Goal of the exercise => The result should be every line in the material below containing the string "that".

^^^^

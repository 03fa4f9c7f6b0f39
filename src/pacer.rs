//! Reply pacing.
//!
//! A reply that arrives in a few milliseconds does not read like someone
//! typing. [`Pacer`] pads each round trip with a random delay so the total
//! latency lands inside a `[min, max]` window. Round trips that already
//! took `max` or longer are returned as they are.

use std::sync::Arc;
use std::time::Duration;

use async_trait::async_trait;
use rand::Rng;
use tokio::time::Instant;
use tracing::trace;

use crate::config::PacingConfig;
use crate::payload::{RequestPayload, ResponsePayload};

/// Anything that turns a request into a reply without failing.
#[async_trait]
pub trait Dispatch: Send + Sync {
    async fn dispatch(&self, request: RequestPayload) -> ResponsePayload;
}

#[async_trait]
impl<D: Dispatch + ?Sized> Dispatch for Arc<D> {
    async fn dispatch(&self, request: RequestPayload) -> ResponsePayload {
        (**self).dispatch(request).await
    }
}

/// How long to sleep after a round trip that took `elapsed`.
///
/// Drawn uniformly from `[min - elapsed, max - elapsed)`, with the lower
/// bound clamped at zero. Zero once `elapsed >= max`.
pub fn pacing_delay<R: Rng + ?Sized>(
    rng: &mut R,
    elapsed: Duration,
    min: Duration,
    max: Duration,
) -> Duration {
    if elapsed >= max {
        return Duration::ZERO;
    }
    let low = min.saturating_sub(elapsed);
    let high = max - elapsed;
    if low >= high {
        return low;
    }
    let nanos = rng.gen_range(low.as_nanos() as u64..high.as_nanos() as u64);
    Duration::from_nanos(nanos)
}

/// Dispatch through `dispatcher`, then pad the reply into `[min, max]`.
pub async fn dispatch_paced<D: Dispatch + ?Sized>(
    dispatcher: &D,
    request: RequestPayload,
    min: Duration,
    max: Duration,
) -> ResponsePayload {
    let start = Instant::now();
    let response = dispatcher.dispatch(request).await;
    let elapsed = start.elapsed();

    let delay = pacing_delay(&mut rand::thread_rng(), elapsed, min, max);
    trace!(
        elapsed_ms = elapsed.as_millis() as u64,
        delay_ms = delay.as_millis() as u64,
        "pacing reply"
    );
    if !delay.is_zero() {
        tokio::time::sleep(delay).await;
    }
    response
}

/// A dispatcher wrapped with a latency window.
pub struct Pacer<D> {
    inner: D,
    min: Duration,
    max: Duration,
}

impl<D: Dispatch> Pacer<D> {
    /// `min` greater than `max` is treated as a fixed latency of `min`.
    pub fn new(inner: D, min: Duration, max: Duration) -> Self {
        Self {
            inner,
            min,
            max: max.max(min),
        }
    }

    pub fn from_config(inner: D, config: &PacingConfig) -> Self {
        Self::new(inner, config.min(), config.max())
    }

    pub fn inner(&self) -> &D {
        &self.inner
    }

    pub fn window(&self) -> (Duration, Duration) {
        (self.min, self.max)
    }

    pub async fn dispatch_paced(&self, request: RequestPayload) -> ResponsePayload {
        dispatch_paced(&self.inner, request, self.min, self.max).await
    }
}

#[async_trait]
impl<D: Dispatch> Dispatch for Pacer<D> {
    async fn dispatch(&self, request: RequestPayload) -> ResponsePayload {
        self.dispatch_paced(request).await
    }
}

#[cfg(test)]
mod tests {
    use super::*;
    use rand::rngs::StdRng;
    use rand::SeedableRng;

    const MIN: Duration = Duration::from_secs(2);
    const MAX: Duration = Duration::from_secs(5);

    #[test]
    fn fast_round_trip_is_padded_into_window() {
        let mut rng = StdRng::seed_from_u64(7);
        for ms in [0u64, 10, 500, 1999, 2000, 3000, 4999] {
            let elapsed = Duration::from_millis(ms);
            for _ in 0..50 {
                let total = elapsed + pacing_delay(&mut rng, elapsed, MIN, MAX);
                assert!(total >= MIN, "{:?} below window", total);
                assert!(total < MAX, "{:?} above window", total);
            }
        }
    }

    #[test]
    fn slow_round_trip_is_not_padded() {
        let mut rng = StdRng::seed_from_u64(7);
        assert_eq!(pacing_delay(&mut rng, MAX, MIN, MAX), Duration::ZERO);
        assert_eq!(
            pacing_delay(&mut rng, Duration::from_secs(9), MIN, MAX),
            Duration::ZERO
        );
    }

    #[test]
    fn degenerate_window_is_fixed_delay() {
        let mut rng = StdRng::seed_from_u64(7);
        let window = Duration::from_millis(300);
        let delay = pacing_delay(&mut rng, Duration::from_millis(100), window, window);
        assert_eq!(delay, Duration::from_millis(200));
    }

    #[test]
    fn inverted_window_is_clamped() {
        struct Never;
        #[async_trait]
        impl Dispatch for Never {
            async fn dispatch(&self, request: RequestPayload) -> ResponsePayload {
                request.fallback_response("Ok")
            }
        }
        let pacer = Pacer::new(Never, Duration::from_secs(3), Duration::from_secs(1));
        assert_eq!(
            pacer.window(),
            (Duration::from_secs(3), Duration::from_secs(3))
        );
    }
}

^^^^

Answer =>
//! A reply that arrives in a few milliseconds does not read like someone
//! latency lands inside a `[min, max]` window. Round trips that already
/// Anything that turns a request into a reply without failing.
/// How long to sleep after a round trip that took `elapsed`.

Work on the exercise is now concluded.